Enjeu de la cause animale
Autant d'arguments que balaye la sénatrice et ancienne ministre Laurence Rossignol (PS), à l'origine fin novembre d'une proposition de loi visant à interdire "la chasse à courre, à cor et à cri", comme en Angleterre où la chasse a été interdite en 2005.
"C'est un mode de chasse archaïque", explique-t-elle à l'AFP. "Ca induit de la peur et du stress chez les animaux blessés". Et de citer cet épisode survenu en octobre dans l'Oise, département dont elle est élue, lorsque des veneurs ont abattu un cerf qui avait trouvé refuge dans le jardin de particuliers.
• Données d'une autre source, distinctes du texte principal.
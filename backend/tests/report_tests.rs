//! Procurement report math tests
//!
//! Property-based and unit tests for the analytics that back the four
//! procurement reports: supplier ranking scores, spending aggregation
//! and cycle time calculation.

use chrono::{NaiveDate, TimeZone, Utc};
use proptest::prelude::*;
use rust_decimal::Decimal;

const DAY_MS: i64 = 86_400_000;

/// Weighted ranking score as the ranking report computes it, with each
/// weight clamped to [0, 1] and the result rounded to two decimals.
fn ranking_score(on_time: f64, quality: f64, responsiveness: f64, weights: (f64, f64, f64)) -> f64 {
    let clamp = |w: f64| w.clamp(0.0, 1.0);
    let raw = on_time * clamp(weights.0) + quality * clamp(weights.1) + responsiveness * clamp(weights.2);
    (raw * 100.0).round() / 100.0
}

/// Cycle time in whole days, rounding any started day up. Negative spans
/// (clock skew between created and delivered timestamps) collapse to zero.
fn cycle_days(ms: i64) -> i64 {
    let ms = ms.max(0);
    (ms + DAY_MS - 1) / DAY_MS
}

fn kpi_strategy() -> impl Strategy<Value = f64> {
    (0u32..=10_000).prop_map(|v| f64::from(v) / 100.0)
}

fn weight_strategy() -> impl Strategy<Value = f64> {
    (-50i32..=150).prop_map(|v| f64::from(v) / 100.0)
}

// =============================================================================
// Supplier ranking score
// =============================================================================

mod ranking_scores {
    use super::*;

    #[test]
    fn default_weights_reference_score() {
        // 90 on-time, 80 quality, 70 responsiveness with 0.4/0.4/0.2
        let score = ranking_score(90.0, 80.0, 70.0, (0.4, 0.4, 0.2));
        assert_eq!(score, 82.00);
    }

    #[test]
    fn zero_metrics_score_zero() {
        assert_eq!(ranking_score(0.0, 0.0, 0.0, (0.4, 0.4, 0.2)), 0.0);
    }

    #[test]
    fn single_weight_isolates_metric() {
        // Weight (1, 0, 0) ranks purely by on-time delivery
        assert_eq!(ranking_score(87.5, 10.0, 99.0, (1.0, 0.0, 0.0)), 87.5);
    }

    #[test]
    fn out_of_range_weights_are_clamped() {
        // 1.5 clamps to 1.0, -0.3 clamps to 0.0
        let clamped = ranking_score(80.0, 60.0, 40.0, (1.5, -0.3, 0.0));
        let expected = ranking_score(80.0, 60.0, 40.0, (1.0, 0.0, 0.0));
        assert_eq!(clamped, expected);
    }

    proptest! {
        #[test]
        fn score_bounded_by_max_metric(
            on_time in kpi_strategy(),
            quality in kpi_strategy(),
            responsiveness in kpi_strategy(),
            w1 in weight_strategy(),
            w2 in weight_strategy(),
            w3 in weight_strategy(),
        ) {
            let score = ranking_score(on_time, quality, responsiveness, (w1, w2, w3));
            let max_metric = on_time.max(quality).max(responsiveness);

            // Three clamped weights can each contribute at most the metric itself
            prop_assert!(score >= 0.0);
            prop_assert!(score <= 3.0 * max_metric + 0.01);
        }

        #[test]
        fn score_is_deterministic(
            on_time in kpi_strategy(),
            quality in kpi_strategy(),
            responsiveness in kpi_strategy(),
        ) {
            let a = ranking_score(on_time, quality, responsiveness, (0.4, 0.4, 0.2));
            let b = ranking_score(on_time, quality, responsiveness, (0.4, 0.4, 0.2));
            prop_assert_eq!(a, b);
        }

        #[test]
        fn score_monotone_in_quality(
            quality_low in kpi_strategy(),
            bump in 1u32..=1000,
        ) {
            let quality_high = quality_low + f64::from(bump) / 100.0;
            let low = ranking_score(50.0, quality_low, 50.0, (0.4, 0.4, 0.2));
            let high = ranking_score(50.0, quality_high, 50.0, (0.4, 0.4, 0.2));
            prop_assert!(high >= low);
        }
    }
}

// =============================================================================
// Cycle time (days between order creation and delivery)
// =============================================================================

mod cycle_time {
    use super::*;

    #[test]
    fn same_instant_is_zero_days() {
        assert_eq!(cycle_days(0), 0);
    }

    #[test]
    fn thirty_six_hours_round_up_to_two_days() {
        assert_eq!(cycle_days(36 * 3_600_000), 2);
    }

    #[test]
    fn exact_day_is_one_day() {
        assert_eq!(cycle_days(DAY_MS), 1);
    }

    #[test]
    fn one_millisecond_is_one_day() {
        assert_eq!(cycle_days(1), 1);
    }

    #[test]
    fn negative_span_clamps_to_zero() {
        assert_eq!(cycle_days(-5 * DAY_MS), 0);
    }

    proptest! {
        #[test]
        fn never_negative(ms in i64::MIN / 2..i64::MAX / 2) {
            prop_assert!(cycle_days(ms) >= 0);
        }

        #[test]
        fn rounds_up_within_one_day(ms in 0i64..365 * DAY_MS) {
            let days = cycle_days(ms);
            prop_assert!(days * DAY_MS >= ms);
            prop_assert!((days - 1) * DAY_MS < ms || ms == 0);
        }
    }
}

// =============================================================================
// Spending trend period keys
// =============================================================================

mod trend_periods {
    use super::*;

    #[test]
    fn monthly_key_is_year_dash_month() {
        let at = Utc.with_ymd_and_hms(2024, 3, 15, 10, 0, 0).unwrap();
        assert_eq!(at.format("%Y-%m").to_string(), "2024-03");
    }

    #[test]
    fn yearly_key_is_year() {
        let at = Utc.with_ymd_and_hms(2024, 3, 15, 10, 0, 0).unwrap();
        assert_eq!(at.format("%Y").to_string(), "2024");
    }

    #[test]
    fn monthly_keys_sort_chronologically_as_strings() {
        let mut keys = vec!["2024-11", "2024-02", "2023-12", "2024-10"];
        keys.sort();
        assert_eq!(keys, vec!["2023-12", "2024-02", "2024-10", "2024-11"]);
    }

    proptest! {
        #[test]
        fn iso_month_keys_preserve_order(
            y1 in 2000i32..2100, m1 in 1u32..=12,
            y2 in 2000i32..2100, m2 in 1u32..=12,
        ) {
            let d1 = NaiveDate::from_ymd_opt(y1, m1, 1).unwrap();
            let d2 = NaiveDate::from_ymd_opt(y2, m2, 1).unwrap();
            let k1 = d1.format("%Y-%m").to_string();
            let k2 = d2.format("%Y-%m").to_string();

            prop_assert_eq!(d1 <= d2, k1 <= k2);
        }
    }
}

// =============================================================================
// Spend accumulation
// =============================================================================

mod spend_totals {
    use super::*;

    fn dec(s: &str) -> Decimal {
        s.parse().unwrap()
    }

    #[test]
    fn grouped_spend_sums_to_total() {
        // Bucketing orders by supplier never loses or duplicates spend
        let orders = [
            ("sup-a", dec("120.50")),
            ("sup-b", dec("99.99")),
            ("sup-a", dec("10.01")),
            ("sup-c", dec("0.00")),
        ];

        let total: Decimal = orders.iter().map(|(_, amount)| *amount).sum();

        let mut by_supplier = std::collections::BTreeMap::new();
        for (supplier, amount) in &orders {
            *by_supplier.entry(*supplier).or_insert(Decimal::ZERO) += *amount;
        }
        let grouped: Decimal = by_supplier.values().copied().sum();

        assert_eq!(total, grouped);
        assert_eq!(grouped, dec("230.50"));
    }

    proptest! {
        #[test]
        fn average_times_count_recovers_total(amounts in prop::collection::vec(0u64..1_000_000, 1..50)) {
            let total: Decimal = amounts.iter().map(|&a| Decimal::from(a)).sum();
            let count = Decimal::from(amounts.len() as u64);
            let average = total / count;

            // round_dp(2) loses at most half a cent per order
            let reconstructed = average * count;
            let diff = (reconstructed - total).abs();
            prop_assert!(diff < Decimal::ONE);
        }
    }
}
L'affaire a créé l'émoi, à tel point que la Fondation 30 millions d'amis a lancé une pétition en ligne "pour l'abolition de la chasse à courre", qui a recueilli près de 115.000 signatures. "C'est une sauvagerie que les gens ne supportent pas", s'insurge Reha Hutin, présidente de la Fondation.
L'exécutif n'est pas tout à fait sur la même longueur d'ondes.
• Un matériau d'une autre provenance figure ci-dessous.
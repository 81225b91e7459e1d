//! Warehouse zone and stock movement handlers

use axum::{
    extract::{Path, Query, State},
    http::StatusCode,
    Json,
};
use uuid::Uuid;

use crate::error::AppResult;
use crate::services::warehouse::{
    CreateMovementInput, CreateZoneInput, LowStockItem, MovementListQuery, MovementPage,
    StockMovement, UpdateZoneInput, WarehouseAnalytics, WarehouseService, WarehouseZone,
    ZoneSummary,
};
use crate::AppState;

pub async fn list_zones(State(state): State<AppState>) -> AppResult<Json<Vec<ZoneSummary>>> {
    let zones = WarehouseService::new(state.db.clone()).list_zones().await?;
    Ok(Json(zones))
}

pub async fn create_zone(
    State(state): State<AppState>,
    Json(input): Json<CreateZoneInput>,
) -> AppResult<(StatusCode, Json<WarehouseZone>)> {
    let zone = WarehouseService::new(state.db.clone()).create_zone(input).await?;
    Ok((StatusCode::CREATED, Json(zone)))
}

pub async fn get_zone(
    State(state): State<AppState>,
    Path(id): Path<Uuid>,
) -> AppResult<Json<WarehouseZone>> {
    let zone = WarehouseService::new(state.db.clone()).get_zone(id).await?;
    Ok(Json(zone))
}

pub async fn update_zone(
    State(state): State<AppState>,
    Path(id): Path<Uuid>,
    Json(input): Json<UpdateZoneInput>,
) -> AppResult<Json<WarehouseZone>> {
    let zone = WarehouseService::new(state.db.clone())
        .update_zone(id, input)
        .await?;
    Ok(Json(zone))
}

pub async fn delete_zone(
    State(state): State<AppState>,
    Path(id): Path<Uuid>,
) -> AppResult<StatusCode> {
    WarehouseService::new(state.db.clone()).delete_zone(id).await?;
    Ok(StatusCode::NO_CONTENT)
}

pub async fn list_movements(
    State(state): State<AppState>,
    Query(query): Query<MovementListQuery>,
) -> AppResult<Json<MovementPage>> {
    let page = WarehouseService::new(state.db.clone())
        .list_movements(&query)
        .await?;
    Ok(Json(page))
}

pub async fn create_movement(
    State(state): State<AppState>,
    Json(input): Json<CreateMovementInput>,
) -> AppResult<(StatusCode, Json<StockMovement>)> {
    let movement = WarehouseService::new(state.db.clone())
        .create_movement(input)
        .await?;
    Ok((StatusCode::CREATED, Json(movement)))
}

pub async fn low_stock(State(state): State<AppState>) -> AppResult<Json<Vec<LowStockItem>>> {
    let items = WarehouseService::new(state.db.clone()).low_stock().await?;
    Ok(Json(items))
}

pub async fn mark_low_stock_alert(
    State(state): State<AppState>,
    Path(id): Path<Uuid>,
) -> AppResult<Json<LowStockItem>> {
    let item = WarehouseService::new(state.db.clone())
        .mark_low_stock_alert(id)
        .await?;
    Ok(Json(item))
}

pub async fn warehouse_analytics(
    State(state): State<AppState>,
) -> AppResult<Json<WarehouseAnalytics>> {
    let analytics = WarehouseService::new(state.db.clone()).analytics().await?;
    Ok(Json(analytics))
}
Le ministre de la Transition écologique Nicolas Hulot, que la chasse à courre "heurte profondément", veut conduire une "réflexion". Le président de la République, quant à lui, est allé saluer mi-décembre des chasseurs lors d'un week-end près du château de Chambord. Pendant la campagne, Emmanuel Macron s'était dit favorable à la réouverture des chasses présidentielles, remplacées en 2010 par des "battues de régulation".
De quoi faire bondir Brigitte Bardot. Elle a publié mercredi dans Le Parisien une "lettre ouverte au gouvernement français" contre la chasse à courre, entre autres pratiques "cruelles".
C'est bien cette pression sur l'opinion publique que les chasseurs à courre voient avec inquiétude, explique Pierre de Boisguilbert, porte-parole de la Société de Vènerie qui fédère les 400 équipages de chasse à courre français et leurs 10.000 membres.
Même si la proposition de loi n'aboutissait pas, M. Boisguilbert relève un mouvement profond qui a fait de la cause animale "un fait de société". "La montée de l'anti-spécisme, du véganisme, qui faisaient sourire il y a quelques années, ne font plus sourire du tout".
"La chasse à courre ne coule plus de source en France", regrette-t-il.